Vigor Alaska was honored for its ongoing work building two new Alaska Class ferries and for its role as an employer in the Southeast Alaska region. (It employs almost 200 people).
Here in Ketchikan, Vigor’s vital role as an employer and generator of economic growth through its operation of the Ketchikan Shipyard speaks for itself.
In the award, we also see an implicit endorsement of the Alaska Marine Highway System, a critically important piece of infrastructure that links Southeast communities — and funnels visitors looking to spend their hard-earned dollars into Alaska.
The state ferry system is facing budget cuts as legislators confront the daunting prospect of billion-dollar budget deficits every year for the near future. Lt. Gov. Byron Mallott declared it “crisis time” for the ferry system at the Southeast Conference. The head of the ferry system, Mike Neussl, warned of the need to cut the size of the fleet at the conference.
No area of the state’s budget should be exempt from the brutal fiscal reality facing Alaska, and the state ferry system is no exception.
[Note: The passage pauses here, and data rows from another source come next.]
use serde::Serialize;
use serde_json::Value;

use super::to_result;
use crate::binder::join_failure;
use crate::error::ToolError;
use crate::protocol::{JsonRpcError, ReadResourceParams};
use crate::resources::{Resource, ResourceContents};
use crate::server::ServerState;

#[derive(Debug, Serialize)]
struct ListResourcesResponse {
    resources: Vec<Resource>,
}

#[derive(Debug, Serialize)]
struct ReadResourceResponse {
    contents: Vec<ResourceContents>,
}

/// Handle `resources/list`. Without a provider the list is empty.
///
/// Provider callbacks run on the blocking pool so a panic becomes an
/// internal error instead of ending the session.
pub async fn list(state: &ServerState) -> Result<Value, JsonRpcError> {
    let resources = match &state.resources {
        Some(provider) => {
            let provider = provider.clone();
            tokio::task::spawn_blocking(move || provider.list())
                .await
                .unwrap_or_else(|err| Err(join_failure(err)))
                .map_err(JsonRpcError::from)?
        }
        None => Vec::new(),
    };
    to_result(&ListResourcesResponse { resources })
}

/// Handle `resources/read`.
///
/// An unknown URI, or no provider at all, is reported as resource-not-found.
pub async fn read(params: Option<&Value>, state: &ServerState) -> Result<Value, JsonRpcError> {
    let params: ReadResourceParams = match params {
        Some(v) => serde_json::from_value(v.clone())
            .map_err(|e| JsonRpcError::invalid_params(format!("Invalid resources/read params: {e}")))?,
        None => return Err(JsonRpcError::invalid_params("Missing params for resources/read")),
    };

    let uri = params
        .uri
        .ok_or_else(|| JsonRpcError::invalid_params("Missing uri for resources/read"))?;

    let Some(provider) = state.resources.clone() else {
        return Err(ToolError::resource_not_found(&uri).into());
    };

    let lookup = uri.clone();
    let contents = tokio::task::spawn_blocking(move || provider.read(&lookup))
        .await
        .unwrap_or_else(|err| Err(join_failure(err)))
        .map_err(JsonRpcError::from)?;

    match contents {
        Some(contents) => to_result(&ReadResourceResponse {
            contents: vec![contents],
        }),
        None => Err(ToolError::resource_not_found(&uri).into()),
    }
}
But it is important to remember that the No. 1 role of the Alaska Marine Highway System is to provide an invaluable service to Southeast Alaska — it is not a traditional business.
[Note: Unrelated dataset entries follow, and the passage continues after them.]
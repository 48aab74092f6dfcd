use serde_json::{json, Value};

use crate::protocol::JsonRpcError;

/// JSON-RPC 2.0 codes the server emits, plus its resource code.
pub mod codes {
    pub const METHOD_NOT_FOUND: i32 = -32601;
    pub const INVALID_PARAMS: i32 = -32602;
    pub const INTERNAL_ERROR: i32 = -32603;
    pub const RESOURCE_NOT_FOUND: i32 = -32002;
}

/// Failure raised while binding or running a tool.
///
/// `Protocol` errors carry their own code and reach the caller unchanged.
/// Anything else is an unexpected failure and is reported as an internal
/// error with only its message text.
#[derive(Debug, Clone, PartialEq, thiserror::Error)]
pub enum ToolError {
    #[error("{message}")]
    Protocol {
        code: i32,
        message: String,
        data: Option<Value>,
    },
    #[error("{0}")]
    Failed(String),
}

impl ToolError {
    pub fn protocol(code: i32, message: impl Into<String>) -> Self {
        Self::Protocol {
            code,
            message: message.into(),
            data: None,
        }
    }

    pub fn with_data(self, data: Value) -> Self {
        match self {
            Self::Protocol { code, message, .. } => Self::Protocol {
                code,
                message,
                data: Some(data),
            },
            other => other,
        }
    }

    pub fn invalid_params(message: impl Into<String>) -> Self {
        Self::protocol(codes::INVALID_PARAMS, message)
    }

    pub fn method_not_found(message: impl Into<String>) -> Self {
        Self::protocol(codes::METHOD_NOT_FOUND, message)
    }

    pub fn resource_not_found(uri: &str) -> Self {
        Self::protocol(codes::RESOURCE_NOT_FOUND, format!("Resource not found: {uri}"))
            .with_data(json!({ "uri": uri }))
    }

    pub fn internal(message: impl Into<String>) -> Self {
        Self::Failed(message.into())
    }

    /// A required parameter had neither an argument, a default, nor a nullable type.
    pub fn missing_parameter(name: &str) -> Self {
        Self::invalid_params(format!("Missing required parameter '{name}'"))
            .with_data(json!({ "parameter": name }))
    }

    /// An argument was present but could not be decoded into the declared type.
    pub fn invalid_argument(name: &str, err: &serde_json::Error) -> Self {
        Self::invalid_params(format!("Invalid value for parameter '{name}': {err}"))
            .with_data(json!({ "parameter": name, "error": err.to_string() }))
    }

    /// JSON-RPC code this failure maps to.
    pub fn code(&self) -> i32 {
        match self {
            Self::Protocol { code, .. } => *code,
            Self::Failed(_) => codes::INTERNAL_ERROR,
        }
    }
}

impl From<serde_json::Error> for ToolError {
    fn from(err: serde_json::Error) -> Self {
        Self::Failed(err.to_string())
    }
}

impl From<std::io::Error> for ToolError {
    fn from(err: std::io::Error) -> Self {
        Self::Failed(err.to_string())
    }
}

impl From<String> for ToolError {
    fn from(message: String) -> Self {
        Self::Failed(message)
    }
}

impl From<&str> for ToolError {
    fn from(message: &str) -> Self {
        Self::Failed(message.to_string())
    }
}

impl From<ToolError> for JsonRpcError {
    fn from(err: ToolError) -> Self {
        match err {
            ToolError::Protocol {
                code,
                message,
                data,
            } => Self {
                code,
                message,
                data,
            },
            ToolError::Failed(message) => Self::internal_error(message),
        }
    }
}

/// Problems detected while building the tool table at startup.
#[derive(Debug, Clone, PartialEq, Eq, thiserror::Error)]
pub enum RegistryError {
    #[error("tool '{tool}' declares {declared} parameters but its function takes {expected}")]
    ArityMismatch {
        tool: String,
        declared: usize,
        expected: usize,
    },
    #[error("tool '{tool}' declares parameter '{parameter}' more than once")]
    DuplicateParameter { tool: String, parameter: String },
}

/// Fatal session errors. Everything request-scoped is turned into a response instead.
#[derive(Debug, thiserror::Error)]
pub enum ServerError {
    #[error("failed to write response: {0}")]
    Io(#[from] std::io::Error),
    #[error("failed to encode response: {0}")]
    Encode(#[from] serde_json::Error),
}

/// Invalid environment configuration.
#[derive(Debug, Clone, PartialEq, Eq, thiserror::Error)]
pub enum ConfigError {
    #[error("{var} must be a positive integer, got '{value}'")]
    NotPositiveInteger { var: &'static str, value: String },
    #[error("{var} must not be empty")]
    Empty { var: &'static str },
}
As current Alaska Department of Transportation and Public Facilities Commissioner Marc Luiken wrote in 2012, the ferry system “is not, and will not be, a profit generating operation.” The goal instead, as Luiken wrote, is to make the system as efficient as possible.
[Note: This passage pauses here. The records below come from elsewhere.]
//! Type-to-schema mapping.
//!
//! Every bindable Rust type describes itself with a [`TypeKind`] through the
//! [`SchemaType`] trait. The descriptor drives both the advertised JSON
//! schema and the binder's nullability rule, so no runtime reflection is
//! needed.

use std::borrow::Cow;
use std::collections::{BTreeMap, BTreeSet, HashMap, HashSet, VecDeque};

use serde::ser::SerializeMap;
use serde::{Serialize, Serializer};

use crate::binder::ParamSpec;

/// Tagged description of a parameter or field type.
#[derive(Debug, Clone, PartialEq, Eq)]
pub enum TypeKind {
    Integer,
    Number,
    Boolean,
    String,
    /// Symbolic variant names, rendered as a string enum.
    Enum(Vec<String>),
    Array(Box<TypeKind>),
    /// Raw, unvalidated JSON, including `null`.
    Any,
    /// A free-form string-keyed map. Advertised like `Any` but never `null`.
    Map,
    /// A record with named fields.
    Object(Vec<FieldKind>),
    Optional(Box<TypeKind>),
}

impl TypeKind {
    /// Whether a missing argument of this type may be bound to `null`.
    pub fn is_nullable(&self) -> bool {
        matches!(self, Self::Optional(_) | Self::Any)
    }
}

/// A record field. `name` is already in the wire's lowerCamelCase form.
#[derive(Debug, Clone, PartialEq, Eq)]
pub struct FieldKind {
    pub name: String,
    pub kind: TypeKind,
    pub description: Option<String>,
}

impl FieldKind {
    /// Builds a field from its Rust identifier, converting it to lowerCamelCase.
    pub fn new(rust_name: &str, kind: TypeKind) -> Self {
        Self {
            name: to_lower_camel(rust_name),
            kind,
            description: None,
        }
    }

    pub fn describe(mut self, description: impl Into<String>) -> Self {
        self.description = Some(description.into());
        self
    }
}

/// Types that can appear as tool parameters or inside them.
pub trait SchemaType {
    fn type_kind() -> TypeKind;
}

macro_rules! impl_schema_type {
    ($kind:expr => $($ty:ty),+ $(,)?) => {
        $(
            impl SchemaType for $ty {
                fn type_kind() -> TypeKind {
                    $kind
                }
            }
        )+
    };
}

impl_schema_type!(TypeKind::Integer => i8, i16, i32, i64, i128, isize, u8, u16, u32, u64, u128, usize);
impl_schema_type!(TypeKind::Number => f32, f64);
impl_schema_type!(TypeKind::Boolean => bool);
impl_schema_type!(TypeKind::String => String, char, Cow<'static, str>);
impl_schema_type!(TypeKind::Any => serde_json::Value);
impl_schema_type!(TypeKind::Map => serde_json::Map<String, serde_json::Value>);

impl<T: SchemaType> SchemaType for Option<T> {
    fn type_kind() -> TypeKind {
        TypeKind::Optional(Box::new(T::type_kind()))
    }
}

impl<T: SchemaType + ?Sized> SchemaType for Box<T> {
    fn type_kind() -> TypeKind {
        T::type_kind()
    }
}

impl<T: SchemaType> SchemaType for [T] {
    fn type_kind() -> TypeKind {
        TypeKind::Array(Box::new(T::type_kind()))
    }
}

impl<T: SchemaType, const N: usize> SchemaType for [T; N] {
    fn type_kind() -> TypeKind {
        TypeKind::Array(Box::new(T::type_kind()))
    }
}

macro_rules! impl_schema_sequence {
    ($($seq:ident),+) => {
        $(
            impl<T: SchemaType> SchemaType for $seq<T> {
                fn type_kind() -> TypeKind {
                    TypeKind::Array(Box::new(T::type_kind()))
                }
            }
        )+
    };
}

impl_schema_sequence!(Vec, VecDeque, HashSet, BTreeSet);

impl<V> SchemaType for HashMap<String, V> {
    fn type_kind() -> TypeKind {
        TypeKind::Map
    }
}

impl<V> SchemaType for BTreeMap<String, V> {
    fn type_kind() -> TypeKind {
        TypeKind::Map
    }
}

/// Implements [`SchemaType`] for a record type by listing its fields.
///
/// Field identifiers are advertised in lowerCamelCase. The record **must**
/// deserialize with `#[serde(rename_all = "camelCase")]`; without it any
/// multi-word field is reported as an invalid argument when bound.
///
/// ```
/// use mcp_tool_server::schema_object;
///
/// #[derive(serde::Deserialize)]
/// #[serde(rename_all = "camelCase")]
/// struct Span { start_line: u32, end_line: u32 }
/// schema_object!(Span { start_line: u32, end_line: u32 });
/// ```
#[macro_export]
macro_rules! schema_object {
    ($ty:ty { $($field:ident : $fty:ty),* $(,)? }) => {
        impl $crate::schema::SchemaType for $ty {
            fn type_kind() -> $crate::schema::TypeKind {
                $crate::schema::TypeKind::Object(vec![
                    $(
                        $crate::schema::FieldKind::new(
                            stringify!($field),
                            <$fty as $crate::schema::SchemaType>::type_kind(),
                        ),
                    )*
                ])
            }
        }
    };
}

/// Implements [`SchemaType`] for a fieldless enum by listing its variants.
///
/// ```
/// use mcp_tool_server::schema_enum;
///
/// enum Color { Red, Green }
/// schema_enum!(Color { Red, Green });
/// ```
#[macro_export]
macro_rules! schema_enum {
    ($ty:ty { $($variant:ident),* $(,)? }) => {
        impl $crate::schema::SchemaType for $ty {
            fn type_kind() -> $crate::schema::TypeKind {
                $crate::schema::TypeKind::Enum(vec![$(stringify!($variant).to_string()),*])
            }
        }
    };
}

/// A JSON-Schema-like node.
#[derive(Debug, Clone, PartialEq, Serialize)]
pub struct SchemaNode {
    #[serde(rename = "type")]
    pub schema_type: &'static str,
    #[serde(skip_serializing_if = "Option::is_none")]
    pub description: Option<String>,
    #[serde(rename = "enum", skip_serializing_if = "Option::is_none")]
    pub enum_values: Option<Vec<String>>,
    #[serde(skip_serializing_if = "Option::is_none")]
    pub items: Option<Box<SchemaNode>>,
    #[serde(
        skip_serializing_if = "Option::is_none",
        serialize_with = "serialize_properties"
    )]
    pub properties: Option<Vec<(String, SchemaNode)>>,
    #[serde(skip_serializing_if = "Option::is_none")]
    pub required: Option<Vec<String>>,
}

impl SchemaNode {
    fn bare(schema_type: &'static str, description: Option<&str>) -> Self {
        Self {
            schema_type,
            description: description.map(str::to_string),
            enum_values: None,
            items: None,
            properties: None,
            required: None,
        }
    }

    /// Looks up a property by name.
    pub fn property(&self, name: &str) -> Option<&SchemaNode> {
        self.properties
            .as_ref()?
            .iter()
            .find(|(key, _)| key == name)
            .map(|(_, node)| node)
    }

    pub fn to_value(&self) -> serde_json::Value {
        // Serializing a tree of strings and vectors cannot fail.
        serde_json::to_value(self).unwrap_or(serde_json::Value::Null)
    }
}

// Properties are emitted in declaration order.
fn serialize_properties<S: Serializer>(
    properties: &Option<Vec<(String, SchemaNode)>>,
    serializer: S,
) -> Result<S::Ok, S::Error> {
    let entries = properties.as_deref().unwrap_or_default();
    let mut map = serializer.serialize_map(Some(entries.len()))?;
    for (name, node) in entries {
        map.serialize_entry(name, node)?;
    }
    map.end()
}

/// Maps a type descriptor to its schema node.
///
/// Nested records get `properties` but never a `required` list; only the
/// top-level tool schema tracks required-ness.
pub fn schema_for(kind: &TypeKind, description: Option<&str>) -> SchemaNode {
    match kind {
        TypeKind::Optional(inner) => schema_for(inner, description),
        TypeKind::Integer => SchemaNode::bare("integer", description),
        TypeKind::Number => SchemaNode::bare("number", description),
        TypeKind::Boolean => SchemaNode::bare("boolean", description),
        TypeKind::String => SchemaNode::bare("string", description),
        TypeKind::Enum(names) => SchemaNode {
            enum_values: Some(names.clone()),
            ..SchemaNode::bare("string", description)
        },
        TypeKind::Array(element) => SchemaNode {
            items: Some(Box::new(schema_for(element, None))),
            ..SchemaNode::bare("array", description)
        },
        TypeKind::Any | TypeKind::Map => SchemaNode::bare("object", description),
        TypeKind::Object(fields) => SchemaNode {
            properties: Some(
                fields
                    .iter()
                    .map(|field| {
                        (
                            field.name.clone(),
                            schema_for(&field.kind, field.description.as_deref()),
                        )
                    })
                    .collect(),
            ),
            ..SchemaNode::bare("object", description)
        },
    }
}

/// Builds a tool's top-level input schema from its ordered parameters.
pub fn input_schema(params: &[ParamSpec]) -> SchemaNode {
    let properties = params
        .iter()
        .map(|p| (p.name.clone(), schema_for(&p.kind, p.description.as_deref())))
        .collect();
    let required = params
        .iter()
        .filter(|p| p.is_required())
        .map(|p| p.name.clone())
        .collect();

    SchemaNode {
        properties: Some(properties),
        required: Some(required),
        ..SchemaNode::bare("object", None)
    }
}

/// Converts a snake_case (or already camelCase) identifier to lowerCamelCase.
pub fn to_lower_camel(name: &str) -> String {
    let trimmed = name.trim_start_matches("r#");
    let mut out = String::with_capacity(trimmed.len());
    let mut upper_next = false;

    for ch in trimmed.chars() {
        if ch == '_' {
            upper_next = !out.is_empty();
            continue;
        }
        if upper_next {
            out.extend(ch.to_uppercase());
            upper_next = false;
        } else if out.is_empty() {
            out.extend(ch.to_lowercase());
        } else {
            out.push(ch);
        }
    }

    out
}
So, if the ferry system will not generate a straight-up fiscal profit for the state, what does it offer Southeast Alaska and the state as a whole?
Quite a bit.
An analysis of the Alaska Marine Highway System by the Alaska University Transportation Center, Institute of Northern Engineering released in 2012 found the following:
— The AMHS is critical to local economic development, “providing infrastructure necessary to many businesses.”
— The AMHS plays a vital cultural role in Southeast communities, “allowing residents, school groups, and sports teams (to) travel between communities served by AMHS more frequently and with greater safety and reliability.”
— The AMHS is an important tool for funneling visitors into the state. In 2007, about one-third of passengers were out-of-state visitors. Visitors accounted for almost half of the AMHS’ fare revenue.
— The vast majority of the AMHS’ budget is spent within the state. In fiscal year 2007, 80 percent of the system’s budget — $115 million — was spent inside Alaska.
— The AMHS system is an important generator of jobs in the state: The system employed 960 people in fiscal year 2007, and the circulation of AMHS funds generated another 480 jobs throughout Alaska.
There’s no doubt things have changed since 2007, and we all have to face this new reality together.
But as the 2012 report makes clear, the ferry system’s value to Alaska covers a vast socio-economic area.
It’s important to remember that the ferry system is more than a bleak set of numbers on a spreadsheet — the cash spent on the system ripples out into Alaska in numerous ways, and the system’s true value to local communities and local businesses is incalculable.